Comprehensive study of magnetostriction-based MEMS magnetic sensor of a FeGa/PZT cantilever

Abstract

This research comprehensively studies a magnetostriction-based cantilever resonator magnetic sensor of Iron Gallium (FeGa) coupled to a piezoelectric material of lead zirconate titanate (PZT) is performed. The study is meant to explore its magnetic sensing mechanism, reaction to magnetic field direction, the separate effect of magnetic force, and the advantage of miniaturization. The FeGa/PZT cantilever is sensitive to magnetic field direction when objected to a static DC magnetic field in the perpendicular direction with 5.47 Hz/mT sensitivity.
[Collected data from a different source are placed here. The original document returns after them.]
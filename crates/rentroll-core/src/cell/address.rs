//! Cell address and range types

use crate::error::{Error, Result};
use crate::{MAX_COLS, MAX_ROWS};
use std::fmt;
use std::str::FromStr;

/// A cell address (e.g., "A1")
///
/// Cell addresses in Excel use a combination of column letters (A-XFD)
/// and row numbers (1-1048576). Internally both indices are 0-based.
#[derive(Debug, Clone, Copy, PartialEq, Eq, Hash)]
pub struct CellAddress {
    /// Row index (0-based internally, 1-based in display)
    pub row: u32,
    /// Column index (0-based, A=0, B=1, ..., XFD=16383)
    pub col: u16,
}

impl CellAddress {
    /// Create a new cell address
    pub fn new(row: u32, col: u16) -> Self {
        Self { row, col }
    }

    /// Parse a cell address from A1-style notation
    ///
    /// # Examples
    /// ```
    /// use rentroll_core::CellAddress;
    ///
    /// let addr = CellAddress::parse("A1").unwrap();
    /// assert_eq!(addr.row, 0);
    /// assert_eq!(addr.col, 0);
    /// ```
    pub fn parse(s: &str) -> Result<Self> {
        let s = s.trim();
        if s.is_empty() {
            return Err(Error::InvalidAddress("empty address".into()));
        }

        // Absolute markers ($) are tolerated and ignored
        let s_clean: String = s.chars().filter(|&c| c != '$').collect();
        let bytes = s_clean.as_bytes();

        let mut pos = 0;
        while pos < bytes.len() && bytes[pos].is_ascii_alphabetic() {
            pos += 1;
        }

        if pos == 0 {
            return Err(Error::InvalidAddress(format!(
                "no column letters in '{}'",
                s
            )));
        }

        let col = Self::letters_to_column(&s_clean[..pos])?;

        let row_str = &s_clean[pos..];
        if row_str.is_empty() {
            return Err(Error::InvalidAddress(format!("no row number in '{}'", s)));
        }

        let row: u32 = row_str
            .parse()
            .map_err(|_| Error::InvalidAddress(format!("invalid row number in '{}'", s)))?;

        // Excel rows are 1-based, we use 0-based internally
        if row == 0 {
            return Err(Error::InvalidAddress(format!(
                "row number must be >= 1 in '{}'",
                s
            )));
        }

        let row = row - 1;

        if row >= MAX_ROWS {
            return Err(Error::RowOutOfBounds(row, MAX_ROWS - 1));
        }

        Ok(Self { row, col })
    }

    /// Convert column index to letters (0 = A, 25 = Z, 26 = AA, etc.)
    pub fn column_to_letters(col: u16) -> String {
        let mut result = String::new();
        let mut n = col as u32 + 1; // 1-based for calculation

        while n > 0 {
            n -= 1;
            let c = ((n % 26) as u8 + b'A') as char;
            result.insert(0, c);
            n /= 26;
        }

        result
    }

    /// Convert column letters to index (A = 0, Z = 25, AA = 26, etc.)
    pub fn letters_to_column(letters: &str) -> Result<u16> {
        if letters.is_empty() {
            return Err(Error::InvalidAddress("empty column letters".into()));
        }

        let mut col: u32 = 0;
        for c in letters.chars() {
            if !c.is_ascii_alphabetic() {
                return Err(Error::InvalidAddress(format!(
                    "invalid column letter '{}'",
                    c
                )));
            }
            col = col * 26 + (c.to_ascii_uppercase() as u32 - 'A' as u32 + 1);

            // Bail as soon as the column is out of range, so a long
            // letter run cannot overflow the accumulator
            if col > MAX_COLS as u32 {
                let reported = (col - 1).min(u32::from(u16::MAX)) as u16;
                return Err(Error::ColumnOutOfBounds(reported, MAX_COLS - 1));
            }
        }

        Ok((col - 1) as u16) // Convert to 0-based
    }

    /// Format as A1-style string
    pub fn to_a1_string(&self) -> String {
        format!("{}{}", Self::column_to_letters(self.col), self.row + 1)
    }
}

impl fmt::Display for CellAddress {
    fn fmt(&self, f: &mut fmt::Formatter<'_>) -> fmt::Result {
        write!(f, "{}", self.to_a1_string())
    }
}

impl FromStr for CellAddress {
    type Err = Error;

    fn from_str(s: &str) -> Result<Self> {
        Self::parse(s)
    }
}

/// A range of cells (e.g., "A1:B10")
#[derive(Debug, Clone, Copy, PartialEq, Eq, Hash)]
pub struct CellRange {
    /// Start address (top-left)
    pub start: CellAddress,
    /// End address (bottom-right)
    pub end: CellAddress,
}

impl CellRange {
    /// Create a new cell range, normalized so start is top-left
    pub fn new(start: CellAddress, end: CellAddress) -> Self {
        let (start_row, end_row) = if start.row <= end.row {
            (start.row, end.row)
        } else {
            (end.row, start.row)
        };

        let (start_col, end_col) = if start.col <= end.col {
            (start.col, end.col)
        } else {
            (end.col, start.col)
        };

        Self {
            start: CellAddress::new(start_row, start_col),
            end: CellAddress::new(end_row, end_col),
        }
    }

    /// Create a range from 0-based indices
    pub fn from_indices(start_row: u32, start_col: u16, end_row: u32, end_col: u16) -> Self {
        Self::new(
            CellAddress::new(start_row, start_col),
            CellAddress::new(end_row, end_col),
        )
    }

    /// Parse an A1-style range (e.g., "A1:B10"); a single address is a
    /// one-cell range.
    pub fn parse(s: &str) -> Result<Self> {
        let s = s.trim();
        match s.split_once(':') {
            Some((a, b)) => {
                let start = CellAddress::parse(a)?;
                let end = CellAddress::parse(b)?;
                Ok(Self::new(start, end))
            }
            None => {
                let addr = CellAddress::parse(s)?;
                Ok(Self::new(addr, addr))
            }
        }
    }

    /// Check if the range contains an address
    pub fn contains(&self, addr: &CellAddress) -> bool {
        addr.row >= self.start.row
            && addr.row <= self.end.row
            && addr.col >= self.start.col
            && addr.col <= self.end.col
    }

    /// Number of rows in the range
    pub fn row_count(&self) -> u32 {
        self.end.row - self.start.row + 1
    }

    /// Number of columns in the range
    pub fn col_count(&self) -> u16 {
        self.end.col - self.start.col + 1
    }
}

impl fmt::Display for CellRange {
    fn fmt(&self, f: &mut fmt::Formatter<'_>) -> fmt::Result {
        if self.start == self.end {
            write!(f, "{}", self.start)
        } else {
            write!(f, "{}:{}", self.start, self.end)
        }
    }
}

impl FromStr for CellRange {
    type Err = Error;

    fn from_str(s: &str) -> Result<Self> {
        Self::parse(s)
    }
}

#[cfg(test)]
mod tests {
    use super::*;

    #[test]
    fn test_parse_address() {
        let addr = CellAddress::parse("A1").unwrap();
        assert_eq!((addr.row, addr.col), (0, 0));

        let addr = CellAddress::parse("C7").unwrap();
        assert_eq!((addr.row, addr.col), (6, 2));

        let addr = CellAddress::parse("AA100").unwrap();
        assert_eq!((addr.row, addr.col), (99, 26));

        // Absolute markers tolerated
        let addr = CellAddress::parse("$B$2").unwrap();
        assert_eq!((addr.row, addr.col), (1, 1));
    }

    #[test]
    fn test_parse_invalid() {
        assert!(CellAddress::parse("").is_err());
        assert!(CellAddress::parse("123").is_err());
        assert!(CellAddress::parse("A0").is_err());
        assert!(CellAddress::parse("A").is_err());
    }

    #[test]
    fn test_column_letters() {
        assert_eq!(CellAddress::column_to_letters(0), "A");
        assert_eq!(CellAddress::column_to_letters(25), "Z");
        assert_eq!(CellAddress::column_to_letters(26), "AA");
        assert_eq!(CellAddress::column_to_letters(701), "ZZ");

        assert_eq!(CellAddress::letters_to_column("A").unwrap(), 0);
        assert_eq!(CellAddress::letters_to_column("z").unwrap(), 25);
        assert_eq!(CellAddress::letters_to_column("AA").unwrap(), 26);
    }

    #[test]
    fn test_column_letters_out_of_range() {
        // Last valid column
        assert_eq!(CellAddress::letters_to_column("XFD").unwrap(), 16383);
        // One past the end
        assert!(CellAddress::letters_to_column("XFE").is_err());
        // Long letter runs must error, not overflow the accumulator
        assert!(CellAddress::letters_to_column("AAAAAAAAAA").is_err());
        assert!(CellAddress::parse("AAAAAAAAAA1").is_err());
    }

    #[test]
    fn test_a1_roundtrip() {
        for s in ["A1", "B7", "Z99", "AA100", "XFD1048576"] {
            let addr = CellAddress::parse(s).unwrap();
            assert_eq!(addr.to_a1_string(), s);
        }
    }

    #[test]
    fn test_range_parse() {
        let range = CellRange::parse("A1:C7").unwrap();
        assert_eq!(range.start, CellAddress::new(0, 0));
        assert_eq!(range.end, CellAddress::new(6, 2));
        assert_eq!(range.to_string(), "A1:C7");
        assert_eq!(range.row_count(), 7);
        assert_eq!(range.col_count(), 3);

        // Normalization
        let range = CellRange::parse("C7:A1").unwrap();
        assert_eq!(range.to_string(), "A1:C7");

        // Single cell
        let range = CellRange::parse("B2").unwrap();
        assert_eq!(range.to_string(), "B2");
    }

    #[test]
    fn test_range_contains() {
        let range = CellRange::parse("B2:D5").unwrap();
        assert!(range.contains(&CellAddress::new(1, 1)));
        assert!(range.contains(&CellAddress::new(4, 3)));
        assert!(!range.contains(&CellAddress::new(0, 1)));
        assert!(!range.contains(&CellAddress::new(2, 4)));
    }
}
It is also concluded that the FeGa/PZT cantilever is also sensitive to magnetic force with a different reaction to a static magnetic field. The sensitivity to magnetic force is in the value of 1.77 Hz/mT. Both sensitivities are calculated from the slope of the resonance frequency shift and magnetic field graph divided by its resonance frequency. The Allan variance method's minimum detectable magnetic field is determined with a frequency noise of 0.02 Hz, equal to 3.66 μT. The minimum detectable magnetic field can be improved by reducing the thermal noise through structure modification by designing a narrow, thin, and long cantilever with a high Q factor with complementary material. The magnetostriction-based magnetic sensor can be applied in either direct magnetic field measurement or a magnetic resonance system such as micro NMR or micro ESR.